RL Tasks#
RL tasks extend their imitation learning counterparts with the components needed for reinforcement learning training: a command manager that samples a new goal each episode, reward terms, and goal-conditioned observations.
The pattern is straightforward — an RL task subclasses the corresponding IL task, and implements the RL-specific parts:
class LiftObjectTaskRL(LiftObjectTask):
def __init__(self):
super().__init__()
def get_rewards_cfg(self):
pass
def get_commands_cfg(self):
pass
This means the RL task inherits everything from the IL task (scene config, termination conditions, metrics) and adds the RL-specific parts on top. Note the the RL task is also likely to modify the IL task’s configuration.
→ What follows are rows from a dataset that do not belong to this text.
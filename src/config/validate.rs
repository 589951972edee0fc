// src/config/validate.rs

use std::path::{Path, PathBuf};
use std::str::FromStr;
use std::time::Duration;

use crate::build::BuildConfig;
use crate::config::model::{ConfigFile, FilerSettings, RawConfigFile, SourceMap, Target};
use crate::errors::WatchmillError;
use crate::types::Platform;
use crate::watch::filter::PathFilter;

const DEFAULT_DEBOUNCE_MS: u64 = 10;

fn default_max_parallel() -> usize {
    std::thread::available_parallelism()
        .map(|n| n.get())
        .unwrap_or(4)
}

impl TryFrom<RawConfigFile> for ConfigFile {
    type Error = WatchmillError;

    fn try_from(raw: RawConfigFile) -> Result<Self, Self::Error> {
        let source_dirs = validate_source_dirs(&raw.filer.source_dirs)?;
        let build_dir = validate_build_dir(&raw.filer.build_dir, &source_dirs)?;

        let target = match raw.filer.target.as_deref() {
            Some(s) => Target::from_str(s)?,
            None => Target::default(),
        };

        let max_parallel = match raw.filer.max_parallel {
            Some(0) => {
                return Err(WatchmillError::ConfigError(
                    "max_parallel must be at least 1".to_string(),
                ));
            }
            Some(n) => n,
            None => default_max_parallel(),
        };

        let filer = FilerSettings {
            source_dirs,
            build_dir,
            debounce: Duration::from_millis(raw.filer.debounce_ms.unwrap_or(DEFAULT_DEBOUNCE_MS)),
            target,
            watch: raw.filer.watch.unwrap_or(true),
            source_map: SourceMap::new(raw.filer.source_map),
            max_parallel,
        };

        if raw.build.is_empty() {
            return Err(WatchmillError::ConfigError(
                "config must define at least one [build.<name>] section".to_string(),
            ));
        }

        let mut builds = Vec::with_capacity(raw.build.len());
        for (name, section) in raw.build {
            validate_build_name(&name)?;
            let platform = Platform::from_str(&section.platform).map_err(|_| {
                WatchmillError::ConfigError(format!(
                    "build '{name}': invalid platform '{}', expected 'browser' or 'node'",
                    section.platform
                ))
            })?;
            let filter = PathFilter::new(&section.include, &section.exclude).map_err(|e| {
                WatchmillError::ConfigError(format!("build '{name}': bad pattern: {e}"))
            })?;
            builds.push(BuildConfig::new(name, platform, filter));
        }
        builds.sort();

        Ok(ConfigFile { filer, builds })
    }
}

fn validate_source_dirs(dirs: &[String]) -> Result<Vec<PathBuf>, WatchmillError> {
    if dirs.is_empty() {
        return Err(WatchmillError::ConfigError(
            "source_dirs must not be empty".to_string(),
        ));
    }
    let mut out = Vec::with_capacity(dirs.len());
    for dir in dirs {
        if dir.trim().is_empty() {
            return Err(WatchmillError::ConfigError(
                "source_dirs entries must not be empty".to_string(),
            ));
        }
        out.push(PathBuf::from(dir));
    }
    Ok(out)
}

/// The build directory must not sit inside a watched source directory, or
/// every build output would feed straight back into the watcher.
fn validate_build_dir(dir: &str, source_dirs: &[PathBuf]) -> Result<PathBuf, WatchmillError> {
    if dir.trim().is_empty() {
        return Err(WatchmillError::ConfigError(
            "build_dir must not be empty".to_string(),
        ));
    }
    let build_dir = PathBuf::from(dir);
    for src in source_dirs {
        if build_dir.starts_with(src) || src.starts_with(&build_dir) {
            return Err(WatchmillError::ConfigError(format!(
                "build_dir '{}' overlaps source dir '{}'",
                build_dir.display(),
                src.display()
            )));
        }
    }
    Ok(build_dir)
}

/// Build names become path segments under the build directory.
fn validate_build_name(name: &str) -> Result<(), WatchmillError> {
    if name.is_empty() {
        return Err(WatchmillError::ConfigError(
            "build names must not be empty".to_string(),
        ));
    }
    if name.contains('/') || name.contains('\\') || name == "meta" {
        return Err(WatchmillError::ConfigError(format!(
            "build name '{name}' is reserved or contains a path separator"
        )));
    }
    if Path::new(name).components().count() != 1 {
        return Err(WatchmillError::ConfigError(format!(
            "build name '{name}' must be a single path segment"
        )));
    }
    Ok(())
}

#[cfg(test)]
mod tests {
    use super::*;

    fn parse(toml: &str) -> Result<ConfigFile, WatchmillError> {
        let raw: RawConfigFile = toml::from_str(toml).map_err(WatchmillError::from)?;
        ConfigFile::try_from(raw)
    }

    const MINIMAL: &str = r#"
        [filer]
        source_dirs = ["src"]
        build_dir = "build"

        [build.browser]
        platform = "browser"
    "#;

    #[test]
    fn minimal_config_fills_defaults() {
        let config = parse(MINIMAL).unwrap();
        assert_eq!(config.filer.debounce, Duration::from_millis(10));
        assert_eq!(config.filer.target, Target::Dev);
        assert!(config.filer.watch);
        assert!(config.filer.max_parallel >= 1);
        assert_eq!(config.builds.len(), 1);
        assert_eq!(config.builds[0].name, "browser");
        assert_eq!(config.builds[0].platform, Platform::Browser);
    }

    #[test]
    fn builds_are_sorted_by_name() {
        let config = parse(
            r#"
            [filer]
            source_dirs = ["src"]
            build_dir = "build"

            [build.zeta]
            platform = "node"

            [build.alpha]
            platform = "browser"
            "#,
        )
        .unwrap();
        let names: Vec<&str> = config.builds.iter().map(|b| b.name.as_str()).collect();
        assert_eq!(names, vec!["alpha", "zeta"]);
    }

    #[test]
    fn missing_build_section_is_an_error() {
        let err = parse(
            r#"
            [filer]
            source_dirs = ["src"]
            build_dir = "build"
            "#,
        )
        .unwrap_err();
        assert!(matches!(err, WatchmillError::ConfigError(_)));
    }

    #[test]
    fn build_dir_inside_source_dir_is_rejected() {
        let err = parse(
            r#"
            [filer]
            source_dirs = ["src"]
            build_dir = "src/build"

            [build.browser]
            platform = "browser"
            "#,
        )
        .unwrap_err();
        assert!(err.to_string().contains("overlaps"));
    }

    #[test]
    fn reserved_build_name_is_rejected() {
        let err = parse(
            r#"
            [filer]
            source_dirs = ["src"]
            build_dir = "build"

            [build.meta]
            platform = "browser"
            "#,
        )
        .unwrap_err();
        assert!(matches!(err, WatchmillError::ConfigError(_)));
    }

    #[test]
    fn zero_max_parallel_is_rejected() {
        let err = parse(
            r#"
            [filer]
            source_dirs = ["src"]
            build_dir = "build"
            max_parallel = 0

            [build.browser]
            platform = "browser"
            "#,
        )
        .unwrap_err();
        assert!(err.to_string().contains("max_parallel"));
    }

    #[test]
    fn invalid_platform_is_rejected() {
        let err = parse(
            r#"
            [filer]
            source_dirs = ["src"]
            build_dir = "build"

            [build.browser]
            platform = "wasi"
            "#,
        )
        .unwrap_err();
        assert!(err.to_string().contains("platform"));
    }

    #[test]
    fn unknown_keys_are_rejected() {
        let result = parse(
            r#"
            [filer]
            source_dirs = ["src"]
            build_dir = "build"
            typo_key = true

            [build.browser]
            platform = "browser"
            "#,
        );
        assert!(result.is_err());
    }
}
For example, adding privileged information to the observations.
Usage#
lift_object = asset_registry.get_asset_by_name("cracker_box")()
task = LiftObjectTaskRL(
lift_object=lift_object,
background_scene=table,
embodiment=embodiment,
)
LiftObjectTaskRL adds a command manager that samples a random target
position each episode, reward terms for reaching the object, lifting it,
and tracking the goal, and goal-conditioned observations that tell the
policy where the target is.
See Franka Lift Object Task for a complete example for how to use an RL task.
Training vs. evaluation mode#
RL tasks have an rl_training_mode flag (default True).
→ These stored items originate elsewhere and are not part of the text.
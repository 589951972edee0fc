// src/logging.rs

//! Process-wide tracing setup.
//!
//! The subscriber writes to stderr so stdout stays clean for `--dry-run`
//! output. Level selection: the `--log-level` flag wins, then the
//! `WATCHMILL_LOG` environment variable (full `EnvFilter` directive syntax
//! works there), then `info`.

use anyhow::Result;
use tracing_subscriber::{EnvFilter, fmt};

use crate::cli::LogLevel;

pub const LOG_ENV_VAR: &str = "WATCHMILL_LOG";

/// Install the global subscriber. Call once, before the Filer starts.
pub fn init_logging(cli_level: Option<LogLevel>) -> Result<()> {
    let filter = match cli_level {
        Some(level) => EnvFilter::new(level.as_directive()),
        None => {
            EnvFilter::try_from_env(LOG_ENV_VAR).unwrap_or_else(|_| EnvFilter::new("info"))
        }
    };

    fmt()
        .with_env_filter(filter)
        .with_target(true)
        .with_writer(std::io::stderr)
        .init();

    Ok(())
}
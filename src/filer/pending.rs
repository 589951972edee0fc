// src/filer/pending.rs

use std::collections::{BTreeMap, BTreeSet};

/// Which build configs a queued action covers.
#[derive(Debug, Clone, PartialEq, Eq)]
pub enum BuildScope {
    All,
    Configs(BTreeSet<String>),
}

impl BuildScope {
    pub fn configs<I, S>(names: I) -> Self
    where
        I: IntoIterator<Item = S>,
        S: Into<String>,
    {
        Self::Configs(names.into_iter().map(Into::into).collect())
    }

    pub fn union(self, other: BuildScope) -> BuildScope {
        match (self, other) {
            (BuildScope::Configs(mut a), BuildScope::Configs(b)) => {
                a.extend(b);
                BuildScope::Configs(a)
            }
            _ => BuildScope::All,
        }
    }
}

/// Work queued for a source id.
///
/// `force` bypasses the cache check; set when a dependency changed, since the
/// dependent's own content hash is unchanged in that case and the refreshed
/// dependency meta would make the cache check pass wrongly.
#[derive(Debug, Clone, PartialEq, Eq)]
pub enum PendingAction {
    Build { scope: BuildScope, force: bool },
    Delete,
}

impl PendingAction {
    /// Coalesces `next` into `self`, latest-wins. A build after a queued
    /// delete means the file reappeared, so the whole id rebuilds.
    pub fn merge(self, next: PendingAction) -> PendingAction {
        match (self, next) {
            (_, PendingAction::Delete) => PendingAction::Delete,
            (PendingAction::Delete, PendingAction::Build { .. }) => PendingAction::Build {
                scope: BuildScope::All,
                force: true,
            },
            (
                PendingAction::Build { scope: a, force: fa },
                PendingAction::Build { scope: b, force: fb },
            ) => PendingAction::Build {
                scope: a.union(b),
                force: fa || fb,
            },
        }
    }
}

/// Tracks which source ids have a build in flight and holds at most one
/// coalesced follow-up action per id. This is what serializes builds per id
/// while leaving different ids free to run concurrently.
#[derive(Debug, Default)]
pub struct PendingSet {
    inflight: BTreeSet<String>,
    queued: BTreeMap<String, PendingAction>,
}

impl PendingSet {
    pub fn new() -> Self {
        Self::default()
    }

    pub fn is_inflight(&self, id: &str) -> bool {
        self.inflight.contains(id)
    }

    /// Marks `id` in flight. Returns `false` if it already was.
    pub fn begin(&mut self, id: &str) -> bool {
        self.inflight.insert(id.to_string())
    }

    /// Queues `action` behind the in-flight build, merging with whatever is
    /// already queued.
    pub fn defer(&mut self, id: &str, action: PendingAction) {
        match self.queued.remove(id) {
            Some(existing) => {
                self.queued.insert(id.to_string(), existing.merge(action));
            }
            None => {
                self.queued.insert(id.to_string(), action);
            }
        }
    }

    /// Clears the in-flight mark and hands back the queued follow-up, if any.
    pub fn finish(&mut self, id: &str) -> Option<PendingAction> {
        self.inflight.remove(id);
        self.queued.remove(id)
    }

    pub fn inflight_count(&self) -> usize {
        self.inflight.len()
    }

    pub fn is_idle(&self) -> bool {
        self.inflight.is_empty()
    }
}
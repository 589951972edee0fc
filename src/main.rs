// src/main.rs

use clap::Parser;
use watchmill::cli::CliArgs;

#[tokio::main]
async fn main() {
    let args = CliArgs::parse();
    if let Err(err) = start(args).await {
        eprintln!("watchmill: {err:?}");
        std::process::exit(1);
    }
}

async fn start(args: CliArgs) -> anyhow::Result<()> {
    watchmill::logging::init_logging(args.log_level)?;
    watchmill::run(args).await?;
    Ok(())
}
// src/filer/mod.rs

//! The Filer: the event loop that turns watched file changes into minimal
//! rebuilds.
//!
//! All shared state (source table, dependency graph, meta records, path
//! memo) is owned by the loop and mutated only between awaits; build jobs run
//! as spawned tasks over their own clones and report back through a channel.
//! Builds are serialized per source id and concurrent across ids.

mod job;

pub mod graph;
pub mod paths;
pub mod pending;

use std::collections::{BTreeMap, BTreeSet};
use std::sync::Arc;
use std::time::Instant;

use tokio::sync::Semaphore;
use tokio::sync::mpsc::{Receiver, Sender};
use tracing::{debug, info, warn};

use crate::build::{BuildConfig, BuildContext, BuilderSelector};
use crate::config::model::{ConfigFile, FilerSettings};
use crate::errors::{Result, WatchmillError};
use crate::fs::FileSystem;
use crate::meta::{MetaBuild, MetaStore, SourceMeta};
use crate::watch::{ChangeKind, DirWatcher, WatchChange, watcher};

use graph::DependencyGraph;
use job::{BuildJob, ConfigResultKind, JobOutcome};
use paths::PathResolver;
use pending::{BuildScope, PendingAction, PendingSet};

pub struct FilerOptions {
    pub fs: Arc<dyn FileSystem>,
    pub config: ConfigFile,
    pub selector: BuilderSelector,
    /// Empty the build directory before the initial pass.
    pub clean: bool,
}

/// Counts accumulated since `init` started.
#[derive(Debug, Clone, Default, PartialEq, Eq)]
pub struct BuildSummary {
    pub built: usize,
    pub cache_hits: usize,
    pub failed: usize,
    pub deleted: usize,
}

/// Loop-owned view of one source id.
#[derive(Debug, Default)]
struct SourceState {
    content_hash: String,
    /// config name -> build ids written for it
    outputs: BTreeMap<String, Vec<String>>,
    /// configs whose last build failed; prior artifacts stay on disk
    failed: BTreeSet<String>,
}

pub struct Filer {
    fs: Arc<dyn FileSystem>,
    settings: FilerSettings,
    configs: Arc<[BuildConfig]>,
    selector: BuilderSelector,
    resolver: PathResolver,
    store: MetaStore,
    graph: DependencyGraph,
    sources: BTreeMap<String, SourceState>,
    pending: PendingSet,
    build_permits: Arc<Semaphore>,
    done_tx: Sender<JobOutcome>,
    done_rx: Receiver<JobOutcome>,
    watcher: Option<DirWatcher>,
    watch_rx: Option<Receiver<Vec<WatchChange>>>,
    summary: BuildSummary,
    clean: bool,
    closed: bool,
}
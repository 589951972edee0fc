// src/build/source_file.rs

use std::path::{Path, PathBuf};
use std::sync::Arc;

use crate::errors::Result;
use crate::fs::FileSystem;
use crate::hash;
use crate::types::{Encoding, FileContent};

/// A file under one of the watched source directories.
///
/// `id` is the forward-slash path relative to its source dir and is the key
/// everything else hangs off: graph nodes, meta records, and build outputs.
/// The content hash is computed eagerly at construction so change detection
/// never re-reads disk.
#[derive(Debug, Clone)]
pub struct SourceFile {
    pub id: String,
    pub path: PathBuf,
    pub content: FileContent,
    pub content_hash: String,
}

impl SourceFile {
    pub fn new(id: impl Into<String>, path: impl Into<PathBuf>, content: FileContent) -> Self {
        let content_hash = hash::hash_bytes(content.as_bytes());
        Self {
            id: id.into(),
            path: path.into(),
            content,
            content_hash,
        }
    }

    /// Reads `path` and builds a source file, decoding text for extensions
    /// known to be UTF-8 and keeping raw bytes otherwise.
    pub fn load(fs: &Arc<dyn FileSystem>, id: impl Into<String>, path: &Path) -> Result<Self> {
        let bytes = fs.read_file(path)?;
        let content = FileContent::from_bytes(bytes, Encoding::for_path(path));
        Ok(Self::new(id, path, content))
    }

    pub fn extension(&self) -> Option<&str> {
        Path::new(&self.id).extension().and_then(|e| e.to_str())
    }
}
During training, success does not terminate the episode — the robot
keeps acting until the time limit. This is standard practice to avoid
sparse termination signals early in training.
For evaluation, set rl_training_mode=False so episodes end on success:
# Training
task = LiftObjectTaskRL(lift_object, table, embodiment, rl_training_mode=True)
# Evaluation
task = LiftObjectTaskRL(lift_object, table, embodiment, rl_training_mode=False)